|Piling on to hedge fund manager David Einhorn's misguided lawsuit over a change Apple is seeking in order to shareholders more say on the issuance of preferred stock, a second investor has brought a similar lawsuit against the company, seeking to stop another Apple proposal from coming to a vote. The new lawsuit covers the same proposal that Einhorn is suing over, and also objects to a proposal from Apple to give shareholders more say on the company's executive compensation.
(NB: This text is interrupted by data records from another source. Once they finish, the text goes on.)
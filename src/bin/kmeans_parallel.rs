//! Multi-threaded k-means over a configuration file and a point file.
//!
//! Usage: `kmeans-parallel [config.txt] [points.txt] [seed]`
//!
//! Asks for the number of worker threads on stdin, then prints the clusters
//! and the elapsed wall-clock time.

use env_logger::Env;
use lloyd_kmeans::io::{parse_thread_count, read_input_config, read_points};
use lloyd_kmeans::report::write_report;
use lloyd_kmeans::run_lloyd;
use std::env;
use std::io::{self, BufRead, Write};
use std::time::Instant;

fn main() {
    env_logger::Builder::from_env(Env::default().default_filter_or("warn")).init();

    if let Err(e) = run() {
        eprintln!("Error: {}", e);
        std::process::exit(1);
    }
}

fn run() -> Result<(), Box<dyn std::error::Error>> {
    let args: Vec<String> = env::args().collect();
    let config_path = args.get(1).map_or("config.txt", String::as_str);
    let points_path = args.get(2).map_or("points.txt", String::as_str);

    let input = read_input_config(config_path)?;
    let data = read_points(points_path, input.total_points, input.total_values)?;

    print!("Enter number of threads: ");
    io::stdout().flush()?;
    let mut line = String::new();
    io::stdin().lock().read_line(&mut line)?;
    let n_threads = parse_thread_count(&line)?;

    let mut config = input.to_kmeans_config().with_threads(n_threads);
    if let Some(seed) = args.get(3) {
        config = config.with_seed(seed.parse()?);
    }

    let start = Instant::now();

    let result = run_lloyd(&data.view(), &config)?;
    let stdout = io::stdout();
    let mut out = stdout.lock();
    write_report(&mut out, &result, &data.view())?;

    writeln!(out, "Execution time: {} milliseconds", start.elapsed().as_millis())?;

    Ok(())
}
The latest action was brought by a stockholder named Brian Gralnick in Pennsylvania, though no details are available about how many shares he holds. The attorney for the case, Arnold Gershon, said he would seek to have the new complaint heard at the same February 19 hearing that the Einhorn lawsuit is getting. Apple CEO Tim Cook has referred to Einhorn's lawsuit as a "silly sideshow," referring to what the company feels is a deliberate misinterpretation by Einhorn over the specifics of the shareholder proposal.
Both lawsuits seek to block the company from presenting the two company proposals at its annual shareholder meeting, set for February 27. The overlapping proposal between the two lawsuits is designated number two on the ballot. Both Einhorn and Gralnick claim, despite statements from Apple to the contrary, that the proposal would prevent the company from issuing a "preferred stock," or at least a plan for such issuance that Einhorn and his firm Greenlight approve of.
Cook has argued that the proposal not only doesn't block a preferred stock plan, it shifts approval for preferred stock giveaways to the stockholders. Under Apple's current charter, executives can presently issue preferred stock if they wish -- though they haven't in over a decade -- without stakeholder approval. However, he also said that Apple was studying Einhorn's proposal. He called the lawsuit "bizarre" and a waste of both parties' time and effort. Apple later filed a supplemental document with the SEC containing Cook's remarks on the topic.
Gralnick's suit also targets another Apple proposal, one that would again put more power in the hands of stockholders; an advisory vote for shareholders on executive compensation, which has previously been decided only by the board itself. Under the proposal, shareholders would also have a collective vote on whether to approve proposed executive compensation.
Gralnick's specific complaint is unclear, but claims that Apple has failed to disclose details of how it determines top executives' pay. In point of fact, Apple executives are often among the lowest-paid such management in the industry in terms of annual salary; they make most of their money through stock options issued periodically as either incentives to stay with the company or rewards based on performance. CEO Tim Cook, for example, was paid $1.36 million in salary for 2012, a fraction of the salary made by CEOs in other companies. Even at a total estimated compensation for 2012 of $15 million when potential earnings from stock options are added in, Cook placed 107th on an annual list of top-paid CEOs.
The "say-on-pay" proposal has been a contentious issue at other companies, with other lawsuits filed against those firms to try and prevent "say-on-pay" votes. Such cases have met with mixed results. Gralnick claims that Apple stockholders don't have the capacity to make an informed decision on executive pay, and thus is suing to stop the proposal from being voted on.
Both the Greenlight and Gralnick matters appear to have a not-well-hidden agenda in bringing the lawsuits; in challenging the method by which Apple wishes to issue preferred stock (and claiming in letters to stockholders that Apple is "restricting" itself from doing so), the materials show that what both parties really want is for Apple to return more cash to shareholders. At last estimate, the company had more than $137 billion in cash, a reserve that continues to grow despite the return of a dividend program and a stock repurchase program.